Jeroen Lutters is als onderzoeker verbonden aan het kenniscentrum Educatie. Hier houdt hij zich onder andere bezig met de onderwijsvorm Liberal Education, waar binnen hij het Art Based Learning ontwikkelde. Luisteren, inspiratie, interactie, zijn belangrijke pijlers voor Lutters. Maar daar ontbreekt het, volgens de cultuurhistoricus, vaak aan in het onderwijs. En dat is hem, eigenlijk al sinds zijn eigen studietijd, een doorn in het oog. ‘Mijn methodiek komt voort uit onvrede over mijn eigen studentenperiode.’
Lutters voltooide hij zijn studie cultuurgeschiedenis ‘een verschrikkelijk saaie studie met nog saaiere mensen’ aan Universiteit Nijmegen. ‘De sex, drugs & rock and roll uit die tijd, zeg maar alles om mijn studie heen, heeft mij meer ontwikkeld dan de stoffige colleges.’ Toch maakte hij de studie af. Mede dankzij een hoogleraar die hem wist te inspireren. ‘In zijn lessen liet veel van zichzelf zien, dingen die hem bezighielden. Kunst, literatuur, muziek. Dan zaten we ademloos naar hem te luisteren. Door zijn enthousiasme werd ik aangestoken om bezig te blijven. En hij luisterde. Een goede eigenschap.’

Hoort transparantie van een docent bij Art Based learning?

‘Lesgeven zou geen eenrichtingsverkeer moeten zijn. Dus niet zo en zo moet het, maar meer interactie. Wat mij betreft zou iedere docent goed naar zijn studenten moeten luisteren, de dialoog aan te gaan. Om die dialoog aan te gaan is het bijna noodzakelijk om iets van jezelf te laten zien. Als ik naar de faculteit Educatie kijk, zie ik overigens wel dat dit al veel gebeurt. Dat zie je bijvoorbeeld alleen al aan de indeling van het nieuwe gebouw. Met al die mooie flexplekken, de openheid. Dat is al meer toegespitst op ontmoeting en transparantie.’

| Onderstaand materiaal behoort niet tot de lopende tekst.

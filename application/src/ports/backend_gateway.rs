//! Backend Gateway port
//!
//! Defines the interface for calling the recommendation backend.

use async_trait::async_trait;
use culturemate_domain::{ErrorKind, Failure};
use serde_json::Value;
use thiserror::Error;

/// Errors that can occur during backend gateway operations
#[derive(Error, Debug, Clone, PartialEq, Eq)]
pub enum GatewayError {
    #[error("Connection error: {0}")]
    ConnectionError(String),

    #[error("Timeout")]
    Timeout,

    #[error("Backend returned HTTP {status}")]
    Status { status: u16, detail: Option<String> },

    #[error("Invalid response body: {0}")]
    InvalidBody(String),

    #[error("Other error: {0}")]
    Other(String),
}

impl GatewayError {
    pub fn kind(&self) -> ErrorKind {
        match self {
            GatewayError::ConnectionError(_) => ErrorKind::TransportUnreachable,
            GatewayError::Timeout => ErrorKind::TransportTimeout,
            GatewayError::Status { .. } | GatewayError::Other(_) => ErrorKind::BackendError,
            GatewayError::InvalidBody(_) => ErrorKind::MalformedResponse,
        }
    }

    /// What the user sees for this error.
    ///
    /// A backend-provided detail is shown verbatim; everything else gets the
    /// generic text of its kind.
    pub fn to_failure(&self) -> Failure {
        match self {
            GatewayError::Status {
                detail: Some(detail),
                ..
            } => Failure::new(ErrorKind::BackendError, detail.clone()),
            GatewayError::Status {
                status,
                detail: None,
            } => Failure::new(
                ErrorKind::BackendError,
                format!("서버 오류가 발생했습니다 (HTTP {})", status),
            ),
            other => Failure::from_kind(other.kind()),
        }
    }
}

/// Gateway to the recommendation backend
///
/// This port defines how the application layer talks to the HTTP backend.
/// Implementations (adapters) live in the infrastructure layer.
#[async_trait]
pub trait BackendGateway: Send + Sync {
    /// POST `body` as JSON to `endpoint` and return the decoded body of a
    /// 2xx response. Non-2xx statuses are errors.
    async fn post_json(&self, endpoint: &str, body: &Value) -> Result<Value, GatewayError>;
}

Hoe pas je het leren via kunst als docent toe in bijvoorbeeld een droge statistiekles?
‘Nu moet ik zeggen dat mijn methodiek vooral is toegespitst op studenten met een sociale- of cultuurstudie, maar ik kan me voorstellen dat een creatief denkproces ook nuttig is voor een bètastudent. Ik zou willen dat docenten hun persoonlijke inspiratie delen. Door bijvoorbeeld met studenten over films te praten die je onlangs hebt gezien, of het boek dat je gelezen hebt. Zo ga je de dialoog aan en hoop je te inspireren en zo het creatieve denkproces in werk te zetten.’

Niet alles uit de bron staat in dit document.